__Your instructions__
Only certain lines below are wanted: those starting at the line containing "self.cow_write_bytes.fetch_add(bytes, Ordering::Relaxed);" and ending at the line containing "pub fn record_journal_txn(&self)", both included, each retyped exactly.

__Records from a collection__
== == ==

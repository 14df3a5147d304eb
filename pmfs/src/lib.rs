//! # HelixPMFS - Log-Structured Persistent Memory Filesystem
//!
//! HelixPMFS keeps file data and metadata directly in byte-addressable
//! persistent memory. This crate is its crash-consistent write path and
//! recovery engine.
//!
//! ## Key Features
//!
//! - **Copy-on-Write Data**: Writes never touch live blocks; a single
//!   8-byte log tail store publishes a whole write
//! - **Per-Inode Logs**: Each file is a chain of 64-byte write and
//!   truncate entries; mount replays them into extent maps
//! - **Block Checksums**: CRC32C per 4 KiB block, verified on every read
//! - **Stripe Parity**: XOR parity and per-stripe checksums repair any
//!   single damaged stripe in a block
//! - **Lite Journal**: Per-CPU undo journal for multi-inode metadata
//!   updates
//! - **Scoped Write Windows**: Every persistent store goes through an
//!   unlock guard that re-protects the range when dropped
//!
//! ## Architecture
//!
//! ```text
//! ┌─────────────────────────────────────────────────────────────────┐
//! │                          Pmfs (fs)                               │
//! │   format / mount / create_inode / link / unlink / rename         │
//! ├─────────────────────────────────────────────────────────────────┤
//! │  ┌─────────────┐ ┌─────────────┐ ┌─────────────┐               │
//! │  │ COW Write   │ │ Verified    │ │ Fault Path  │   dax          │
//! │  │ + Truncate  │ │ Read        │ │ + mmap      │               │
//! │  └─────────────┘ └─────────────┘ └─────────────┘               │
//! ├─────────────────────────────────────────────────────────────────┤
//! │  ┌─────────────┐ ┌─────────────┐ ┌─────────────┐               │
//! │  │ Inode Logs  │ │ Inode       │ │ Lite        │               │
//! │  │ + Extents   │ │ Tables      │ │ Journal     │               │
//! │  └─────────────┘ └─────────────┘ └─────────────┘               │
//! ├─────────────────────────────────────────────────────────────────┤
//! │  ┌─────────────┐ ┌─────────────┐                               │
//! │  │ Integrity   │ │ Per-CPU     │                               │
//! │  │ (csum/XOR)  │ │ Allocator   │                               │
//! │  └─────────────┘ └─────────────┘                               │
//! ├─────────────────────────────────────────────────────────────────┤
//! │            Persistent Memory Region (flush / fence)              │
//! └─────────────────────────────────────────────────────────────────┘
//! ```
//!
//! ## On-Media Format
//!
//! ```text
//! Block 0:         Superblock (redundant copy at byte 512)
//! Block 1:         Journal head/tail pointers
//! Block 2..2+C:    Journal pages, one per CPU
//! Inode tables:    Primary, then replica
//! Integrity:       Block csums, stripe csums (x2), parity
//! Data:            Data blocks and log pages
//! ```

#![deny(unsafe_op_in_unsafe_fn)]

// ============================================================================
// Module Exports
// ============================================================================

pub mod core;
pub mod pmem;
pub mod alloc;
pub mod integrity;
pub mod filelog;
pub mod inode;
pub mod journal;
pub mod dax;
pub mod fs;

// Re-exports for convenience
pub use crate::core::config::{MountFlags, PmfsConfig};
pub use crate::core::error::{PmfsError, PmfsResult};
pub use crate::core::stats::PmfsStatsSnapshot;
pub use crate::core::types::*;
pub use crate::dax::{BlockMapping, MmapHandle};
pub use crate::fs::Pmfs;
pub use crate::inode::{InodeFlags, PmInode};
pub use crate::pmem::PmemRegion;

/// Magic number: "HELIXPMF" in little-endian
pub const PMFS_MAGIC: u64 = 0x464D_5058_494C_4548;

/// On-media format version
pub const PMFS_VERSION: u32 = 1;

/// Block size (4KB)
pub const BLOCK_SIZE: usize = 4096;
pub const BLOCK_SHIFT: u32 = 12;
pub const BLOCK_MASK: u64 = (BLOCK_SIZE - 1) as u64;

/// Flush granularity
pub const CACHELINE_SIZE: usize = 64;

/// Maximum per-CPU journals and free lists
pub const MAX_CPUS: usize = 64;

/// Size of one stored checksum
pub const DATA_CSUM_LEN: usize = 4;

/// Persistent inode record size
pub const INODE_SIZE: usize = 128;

== == ==

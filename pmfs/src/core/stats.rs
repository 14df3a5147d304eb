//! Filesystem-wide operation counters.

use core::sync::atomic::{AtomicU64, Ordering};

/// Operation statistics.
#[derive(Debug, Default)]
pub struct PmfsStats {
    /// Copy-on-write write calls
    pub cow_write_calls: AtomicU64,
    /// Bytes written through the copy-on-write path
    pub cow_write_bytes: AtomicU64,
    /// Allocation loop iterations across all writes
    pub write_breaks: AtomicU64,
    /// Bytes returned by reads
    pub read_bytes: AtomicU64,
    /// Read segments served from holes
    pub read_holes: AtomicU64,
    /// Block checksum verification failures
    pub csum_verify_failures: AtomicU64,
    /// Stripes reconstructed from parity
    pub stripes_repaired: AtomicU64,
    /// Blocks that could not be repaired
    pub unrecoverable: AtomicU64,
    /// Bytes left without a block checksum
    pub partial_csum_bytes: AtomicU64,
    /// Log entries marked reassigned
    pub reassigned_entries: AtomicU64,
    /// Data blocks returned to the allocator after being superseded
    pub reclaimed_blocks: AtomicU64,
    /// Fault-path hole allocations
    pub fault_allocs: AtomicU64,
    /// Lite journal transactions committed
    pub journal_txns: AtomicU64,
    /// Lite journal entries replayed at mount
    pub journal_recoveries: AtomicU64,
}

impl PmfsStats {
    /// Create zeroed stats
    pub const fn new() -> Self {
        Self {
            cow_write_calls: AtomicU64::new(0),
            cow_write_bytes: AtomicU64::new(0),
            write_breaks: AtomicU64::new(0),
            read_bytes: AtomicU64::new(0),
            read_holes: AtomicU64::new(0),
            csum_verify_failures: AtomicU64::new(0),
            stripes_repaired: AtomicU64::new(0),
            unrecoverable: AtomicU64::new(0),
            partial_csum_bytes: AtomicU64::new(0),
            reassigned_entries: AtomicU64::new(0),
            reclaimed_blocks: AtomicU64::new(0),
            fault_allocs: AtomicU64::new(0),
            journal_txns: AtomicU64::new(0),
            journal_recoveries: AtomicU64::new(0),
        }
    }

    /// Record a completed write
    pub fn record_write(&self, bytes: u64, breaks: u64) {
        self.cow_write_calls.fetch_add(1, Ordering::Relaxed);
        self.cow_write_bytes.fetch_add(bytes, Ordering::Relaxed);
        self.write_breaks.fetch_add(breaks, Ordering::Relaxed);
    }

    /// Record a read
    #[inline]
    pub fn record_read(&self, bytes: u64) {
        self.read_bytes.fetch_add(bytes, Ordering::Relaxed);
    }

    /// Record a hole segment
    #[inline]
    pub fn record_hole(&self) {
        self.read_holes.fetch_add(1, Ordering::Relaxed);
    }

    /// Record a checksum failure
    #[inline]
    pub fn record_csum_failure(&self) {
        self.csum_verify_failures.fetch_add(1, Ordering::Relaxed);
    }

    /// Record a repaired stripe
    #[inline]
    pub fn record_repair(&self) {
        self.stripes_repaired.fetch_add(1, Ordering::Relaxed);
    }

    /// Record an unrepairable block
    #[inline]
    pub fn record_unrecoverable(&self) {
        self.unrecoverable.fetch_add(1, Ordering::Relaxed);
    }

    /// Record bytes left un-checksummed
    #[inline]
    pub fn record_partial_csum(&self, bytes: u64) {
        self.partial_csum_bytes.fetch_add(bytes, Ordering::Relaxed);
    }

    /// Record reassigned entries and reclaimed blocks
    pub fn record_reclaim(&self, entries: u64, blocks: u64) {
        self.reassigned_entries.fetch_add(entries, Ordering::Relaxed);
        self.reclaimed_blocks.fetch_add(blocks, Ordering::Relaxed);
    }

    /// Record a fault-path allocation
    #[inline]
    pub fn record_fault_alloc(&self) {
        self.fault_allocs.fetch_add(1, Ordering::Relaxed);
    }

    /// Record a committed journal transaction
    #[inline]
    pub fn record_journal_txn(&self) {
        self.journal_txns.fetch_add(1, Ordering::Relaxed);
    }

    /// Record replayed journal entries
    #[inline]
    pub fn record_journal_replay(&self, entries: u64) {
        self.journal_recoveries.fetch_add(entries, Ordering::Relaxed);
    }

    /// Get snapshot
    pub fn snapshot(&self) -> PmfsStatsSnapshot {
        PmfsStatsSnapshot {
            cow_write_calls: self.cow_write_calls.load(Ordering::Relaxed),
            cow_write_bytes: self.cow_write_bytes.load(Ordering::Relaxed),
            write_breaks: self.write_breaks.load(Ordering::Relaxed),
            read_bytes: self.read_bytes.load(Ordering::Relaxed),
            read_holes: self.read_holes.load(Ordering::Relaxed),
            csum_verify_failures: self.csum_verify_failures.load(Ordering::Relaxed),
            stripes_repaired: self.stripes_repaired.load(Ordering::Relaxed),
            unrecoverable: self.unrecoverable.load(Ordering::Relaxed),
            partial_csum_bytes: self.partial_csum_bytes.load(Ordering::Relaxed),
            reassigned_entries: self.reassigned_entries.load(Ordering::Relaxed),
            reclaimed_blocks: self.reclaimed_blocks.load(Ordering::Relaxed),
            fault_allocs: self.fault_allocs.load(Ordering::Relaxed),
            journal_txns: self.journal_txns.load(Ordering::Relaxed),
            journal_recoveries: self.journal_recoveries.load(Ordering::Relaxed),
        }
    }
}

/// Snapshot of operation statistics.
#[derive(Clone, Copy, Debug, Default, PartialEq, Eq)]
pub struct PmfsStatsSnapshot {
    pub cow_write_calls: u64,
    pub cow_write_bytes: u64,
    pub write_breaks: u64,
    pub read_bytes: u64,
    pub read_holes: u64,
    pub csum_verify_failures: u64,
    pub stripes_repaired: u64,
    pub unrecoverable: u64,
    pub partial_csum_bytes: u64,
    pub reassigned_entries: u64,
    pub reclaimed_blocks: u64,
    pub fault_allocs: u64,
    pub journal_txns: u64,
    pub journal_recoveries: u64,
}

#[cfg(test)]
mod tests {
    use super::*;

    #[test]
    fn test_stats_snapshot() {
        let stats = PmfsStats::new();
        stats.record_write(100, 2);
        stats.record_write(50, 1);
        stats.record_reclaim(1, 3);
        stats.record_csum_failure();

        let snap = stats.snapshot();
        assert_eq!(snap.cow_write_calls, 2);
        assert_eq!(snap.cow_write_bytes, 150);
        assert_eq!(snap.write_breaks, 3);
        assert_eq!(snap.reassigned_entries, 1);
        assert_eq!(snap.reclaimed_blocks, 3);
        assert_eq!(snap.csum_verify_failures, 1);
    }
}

== == ==

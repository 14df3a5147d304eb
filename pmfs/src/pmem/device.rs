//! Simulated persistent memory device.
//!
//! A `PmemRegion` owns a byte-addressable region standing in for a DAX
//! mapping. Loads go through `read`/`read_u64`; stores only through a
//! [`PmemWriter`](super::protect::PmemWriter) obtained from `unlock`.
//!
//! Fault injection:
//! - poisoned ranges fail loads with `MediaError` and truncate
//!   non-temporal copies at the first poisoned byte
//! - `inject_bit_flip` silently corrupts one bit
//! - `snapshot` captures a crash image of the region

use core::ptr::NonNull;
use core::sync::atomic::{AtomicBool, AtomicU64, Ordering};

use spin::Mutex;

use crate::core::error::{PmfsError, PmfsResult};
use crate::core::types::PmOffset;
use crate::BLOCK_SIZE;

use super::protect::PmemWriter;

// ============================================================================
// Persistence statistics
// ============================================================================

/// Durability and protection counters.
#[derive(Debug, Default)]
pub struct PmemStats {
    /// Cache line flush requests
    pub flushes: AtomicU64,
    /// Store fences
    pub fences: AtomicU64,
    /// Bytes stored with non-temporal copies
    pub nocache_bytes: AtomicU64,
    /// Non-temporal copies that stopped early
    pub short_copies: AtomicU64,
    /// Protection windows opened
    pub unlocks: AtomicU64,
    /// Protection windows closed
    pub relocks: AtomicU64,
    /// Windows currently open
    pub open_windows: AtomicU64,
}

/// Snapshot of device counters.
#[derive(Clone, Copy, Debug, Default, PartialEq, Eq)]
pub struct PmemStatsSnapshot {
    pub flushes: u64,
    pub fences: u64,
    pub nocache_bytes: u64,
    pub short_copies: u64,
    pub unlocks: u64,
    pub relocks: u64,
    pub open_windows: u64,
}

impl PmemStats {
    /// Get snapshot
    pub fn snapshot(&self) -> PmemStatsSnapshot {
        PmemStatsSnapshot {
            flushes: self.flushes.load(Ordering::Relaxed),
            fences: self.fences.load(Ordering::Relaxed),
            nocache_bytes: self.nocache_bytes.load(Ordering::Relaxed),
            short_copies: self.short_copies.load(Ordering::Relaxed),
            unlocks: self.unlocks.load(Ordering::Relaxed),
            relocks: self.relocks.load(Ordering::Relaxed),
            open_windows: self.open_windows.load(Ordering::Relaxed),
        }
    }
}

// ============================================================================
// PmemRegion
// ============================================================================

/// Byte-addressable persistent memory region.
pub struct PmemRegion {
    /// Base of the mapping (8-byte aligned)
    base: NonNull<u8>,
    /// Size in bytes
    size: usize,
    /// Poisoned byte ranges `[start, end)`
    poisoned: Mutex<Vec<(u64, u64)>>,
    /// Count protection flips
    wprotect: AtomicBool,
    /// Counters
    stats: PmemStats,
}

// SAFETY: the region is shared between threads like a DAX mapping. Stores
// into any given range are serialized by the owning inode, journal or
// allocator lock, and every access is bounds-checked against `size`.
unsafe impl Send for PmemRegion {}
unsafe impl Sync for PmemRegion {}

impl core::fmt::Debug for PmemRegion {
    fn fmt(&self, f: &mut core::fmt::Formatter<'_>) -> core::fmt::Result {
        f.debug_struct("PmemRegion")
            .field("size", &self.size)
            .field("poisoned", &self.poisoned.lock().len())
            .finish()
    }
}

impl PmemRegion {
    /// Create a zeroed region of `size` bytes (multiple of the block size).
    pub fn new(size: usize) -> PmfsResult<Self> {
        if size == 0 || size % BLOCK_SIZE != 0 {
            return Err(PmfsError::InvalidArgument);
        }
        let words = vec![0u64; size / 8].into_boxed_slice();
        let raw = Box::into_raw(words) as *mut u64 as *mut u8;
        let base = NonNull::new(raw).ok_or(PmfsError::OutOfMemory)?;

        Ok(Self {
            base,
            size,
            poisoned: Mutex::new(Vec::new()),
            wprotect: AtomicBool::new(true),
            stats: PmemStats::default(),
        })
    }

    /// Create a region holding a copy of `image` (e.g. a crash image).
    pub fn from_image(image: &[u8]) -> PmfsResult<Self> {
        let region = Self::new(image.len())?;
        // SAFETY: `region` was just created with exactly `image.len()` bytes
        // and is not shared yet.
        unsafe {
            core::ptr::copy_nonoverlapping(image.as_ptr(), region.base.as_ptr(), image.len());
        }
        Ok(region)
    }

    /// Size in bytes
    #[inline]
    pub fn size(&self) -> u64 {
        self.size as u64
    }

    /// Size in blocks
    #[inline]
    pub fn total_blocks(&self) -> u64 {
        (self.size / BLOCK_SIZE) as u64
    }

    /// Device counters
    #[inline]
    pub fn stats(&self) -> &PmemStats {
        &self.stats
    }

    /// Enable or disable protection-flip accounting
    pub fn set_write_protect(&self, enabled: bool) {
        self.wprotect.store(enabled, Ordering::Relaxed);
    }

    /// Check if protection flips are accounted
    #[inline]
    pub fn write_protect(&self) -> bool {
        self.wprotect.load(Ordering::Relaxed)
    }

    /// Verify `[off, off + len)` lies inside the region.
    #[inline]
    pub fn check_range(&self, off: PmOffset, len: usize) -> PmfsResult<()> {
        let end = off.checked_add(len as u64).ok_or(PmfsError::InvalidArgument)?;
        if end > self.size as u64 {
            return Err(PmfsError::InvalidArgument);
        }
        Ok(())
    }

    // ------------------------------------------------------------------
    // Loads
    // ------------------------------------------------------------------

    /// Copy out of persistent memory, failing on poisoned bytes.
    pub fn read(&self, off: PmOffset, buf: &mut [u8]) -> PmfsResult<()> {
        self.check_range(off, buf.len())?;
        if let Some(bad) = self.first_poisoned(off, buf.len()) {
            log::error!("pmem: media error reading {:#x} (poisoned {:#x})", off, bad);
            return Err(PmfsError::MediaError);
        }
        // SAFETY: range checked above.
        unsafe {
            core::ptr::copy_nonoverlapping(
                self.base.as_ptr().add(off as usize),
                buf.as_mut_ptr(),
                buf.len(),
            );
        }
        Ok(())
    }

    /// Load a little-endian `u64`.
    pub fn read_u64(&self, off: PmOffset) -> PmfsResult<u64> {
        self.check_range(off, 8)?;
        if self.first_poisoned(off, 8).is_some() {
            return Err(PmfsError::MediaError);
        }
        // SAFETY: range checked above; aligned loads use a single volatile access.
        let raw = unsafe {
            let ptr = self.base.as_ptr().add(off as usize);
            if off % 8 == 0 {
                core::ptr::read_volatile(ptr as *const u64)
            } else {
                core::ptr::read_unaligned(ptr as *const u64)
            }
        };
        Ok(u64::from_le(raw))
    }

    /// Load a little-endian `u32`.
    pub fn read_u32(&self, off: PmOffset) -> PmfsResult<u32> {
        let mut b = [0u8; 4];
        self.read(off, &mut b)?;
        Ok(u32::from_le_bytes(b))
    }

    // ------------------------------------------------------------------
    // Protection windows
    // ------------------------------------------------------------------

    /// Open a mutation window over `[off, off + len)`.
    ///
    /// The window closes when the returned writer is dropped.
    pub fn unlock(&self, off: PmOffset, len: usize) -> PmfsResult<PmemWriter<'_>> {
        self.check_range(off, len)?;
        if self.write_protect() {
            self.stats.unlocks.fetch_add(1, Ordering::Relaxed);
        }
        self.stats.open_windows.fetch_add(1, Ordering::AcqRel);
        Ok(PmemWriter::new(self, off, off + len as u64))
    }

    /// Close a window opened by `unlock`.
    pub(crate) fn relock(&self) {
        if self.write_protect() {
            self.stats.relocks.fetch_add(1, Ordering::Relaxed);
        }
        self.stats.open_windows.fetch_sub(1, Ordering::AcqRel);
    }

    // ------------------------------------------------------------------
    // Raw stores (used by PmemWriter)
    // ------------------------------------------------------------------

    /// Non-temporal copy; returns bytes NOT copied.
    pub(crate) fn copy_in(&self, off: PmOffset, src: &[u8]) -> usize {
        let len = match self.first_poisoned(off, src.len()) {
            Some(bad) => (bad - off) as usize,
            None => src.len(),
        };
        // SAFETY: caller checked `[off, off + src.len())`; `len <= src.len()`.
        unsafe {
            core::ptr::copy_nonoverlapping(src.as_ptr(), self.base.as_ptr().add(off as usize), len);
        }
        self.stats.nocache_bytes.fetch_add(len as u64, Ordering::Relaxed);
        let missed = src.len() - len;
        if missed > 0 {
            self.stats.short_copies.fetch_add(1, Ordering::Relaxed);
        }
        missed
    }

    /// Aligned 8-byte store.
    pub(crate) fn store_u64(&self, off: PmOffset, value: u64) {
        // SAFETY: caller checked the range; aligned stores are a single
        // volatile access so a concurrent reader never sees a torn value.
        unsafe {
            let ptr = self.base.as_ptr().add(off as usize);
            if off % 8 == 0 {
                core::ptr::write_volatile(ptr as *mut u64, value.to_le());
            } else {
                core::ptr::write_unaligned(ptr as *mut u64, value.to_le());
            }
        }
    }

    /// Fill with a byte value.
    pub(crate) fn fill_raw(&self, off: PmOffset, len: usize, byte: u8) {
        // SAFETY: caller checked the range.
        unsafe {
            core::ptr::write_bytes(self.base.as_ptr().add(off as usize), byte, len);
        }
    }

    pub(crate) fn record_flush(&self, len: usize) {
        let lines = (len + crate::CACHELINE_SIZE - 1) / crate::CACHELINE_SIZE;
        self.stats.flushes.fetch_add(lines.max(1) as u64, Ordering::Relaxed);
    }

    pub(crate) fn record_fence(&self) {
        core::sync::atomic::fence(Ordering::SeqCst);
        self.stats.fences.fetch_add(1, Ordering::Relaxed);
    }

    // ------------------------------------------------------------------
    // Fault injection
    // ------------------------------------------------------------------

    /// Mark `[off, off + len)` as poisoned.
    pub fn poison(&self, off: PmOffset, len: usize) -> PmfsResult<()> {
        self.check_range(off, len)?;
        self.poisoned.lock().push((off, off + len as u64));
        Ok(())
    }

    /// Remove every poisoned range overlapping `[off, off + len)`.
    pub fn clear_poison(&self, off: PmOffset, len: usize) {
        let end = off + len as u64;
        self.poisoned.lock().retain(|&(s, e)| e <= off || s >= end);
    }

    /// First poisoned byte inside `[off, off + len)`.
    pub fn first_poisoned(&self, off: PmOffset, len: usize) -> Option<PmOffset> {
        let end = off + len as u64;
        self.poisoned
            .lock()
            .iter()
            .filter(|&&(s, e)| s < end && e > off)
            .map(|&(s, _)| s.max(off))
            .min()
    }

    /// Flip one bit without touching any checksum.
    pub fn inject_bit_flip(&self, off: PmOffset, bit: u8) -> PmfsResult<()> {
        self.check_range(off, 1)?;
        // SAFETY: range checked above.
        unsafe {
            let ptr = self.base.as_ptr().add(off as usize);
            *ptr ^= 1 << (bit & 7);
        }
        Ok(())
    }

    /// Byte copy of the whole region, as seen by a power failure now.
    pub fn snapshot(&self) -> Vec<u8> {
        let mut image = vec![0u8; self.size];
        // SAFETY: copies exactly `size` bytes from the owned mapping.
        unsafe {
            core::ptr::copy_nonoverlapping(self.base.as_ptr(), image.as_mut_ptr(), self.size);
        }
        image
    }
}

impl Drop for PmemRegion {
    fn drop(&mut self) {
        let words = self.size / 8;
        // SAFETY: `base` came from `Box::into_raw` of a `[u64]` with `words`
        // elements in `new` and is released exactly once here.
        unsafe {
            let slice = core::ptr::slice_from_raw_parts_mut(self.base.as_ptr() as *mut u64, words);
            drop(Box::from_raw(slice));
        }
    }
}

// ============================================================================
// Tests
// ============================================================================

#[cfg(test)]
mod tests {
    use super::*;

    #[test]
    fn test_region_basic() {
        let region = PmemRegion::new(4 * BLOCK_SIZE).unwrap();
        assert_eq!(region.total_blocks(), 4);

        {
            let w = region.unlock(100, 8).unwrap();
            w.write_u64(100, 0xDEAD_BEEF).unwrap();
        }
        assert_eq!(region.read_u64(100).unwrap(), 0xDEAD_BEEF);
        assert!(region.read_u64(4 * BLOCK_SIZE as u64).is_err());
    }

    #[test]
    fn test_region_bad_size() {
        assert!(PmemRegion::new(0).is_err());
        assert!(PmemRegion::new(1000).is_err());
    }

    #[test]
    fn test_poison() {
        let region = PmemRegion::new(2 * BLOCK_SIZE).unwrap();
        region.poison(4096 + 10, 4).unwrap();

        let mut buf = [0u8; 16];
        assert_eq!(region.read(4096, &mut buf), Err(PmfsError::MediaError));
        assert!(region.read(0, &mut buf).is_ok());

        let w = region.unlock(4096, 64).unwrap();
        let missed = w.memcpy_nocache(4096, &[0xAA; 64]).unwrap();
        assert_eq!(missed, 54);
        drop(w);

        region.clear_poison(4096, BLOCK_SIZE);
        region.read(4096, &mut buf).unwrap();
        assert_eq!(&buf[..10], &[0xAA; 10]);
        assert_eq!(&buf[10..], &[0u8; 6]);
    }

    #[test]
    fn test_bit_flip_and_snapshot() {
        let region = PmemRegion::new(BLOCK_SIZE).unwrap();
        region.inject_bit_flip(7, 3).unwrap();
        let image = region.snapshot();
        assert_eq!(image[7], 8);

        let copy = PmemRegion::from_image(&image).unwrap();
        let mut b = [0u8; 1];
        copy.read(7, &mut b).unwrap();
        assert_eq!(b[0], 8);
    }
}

== == ==

__Exercise solution__
        self.cow_write_bytes.fetch_add(bytes, Ordering::Relaxed);
        self.write_breaks.fetch_add(breaks, Ordering::Relaxed);
    }

    /// Record a read
    #[inline]
    pub fn record_read(&self, bytes: u64) {
        self.read_bytes.fetch_add(bytes, Ordering::Relaxed);
    }

    /// Record a hole segment
    #[inline]
    pub fn record_hole(&self) {
        self.read_holes.fetch_add(1, Ordering::Relaxed);
    }

    /// Record a checksum failure
    #[inline]
    pub fn record_csum_failure(&self) {
        self.csum_verify_failures.fetch_add(1, Ordering::Relaxed);
    }

    /// Record a repaired stripe
    #[inline]
    pub fn record_repair(&self) {
        self.stripes_repaired.fetch_add(1, Ordering::Relaxed);
    }

    /// Record an unrepairable block
    #[inline]
    pub fn record_unrecoverable(&self) {
        self.unrecoverable.fetch_add(1, Ordering::Relaxed);
    }

    /// Record bytes left un-checksummed
    #[inline]
    pub fn record_partial_csum(&self, bytes: u64) {
        self.partial_csum_bytes.fetch_add(bytes, Ordering::Relaxed);
    }

    /// Record reassigned entries and reclaimed blocks
    pub fn record_reclaim(&self, entries: u64, blocks: u64) {
        self.reassigned_entries.fetch_add(entries, Ordering::Relaxed);
        self.reclaimed_blocks.fetch_add(blocks, Ordering::Relaxed);
    }

    /// Record a fault-path allocation
    #[inline]
    pub fn record_fault_alloc(&self) {
        self.fault_allocs.fetch_add(1, Ordering::Relaxed);
    }

    /// Record a committed journal transaction
    #[inline]
    pub fn record_journal_txn(&self) {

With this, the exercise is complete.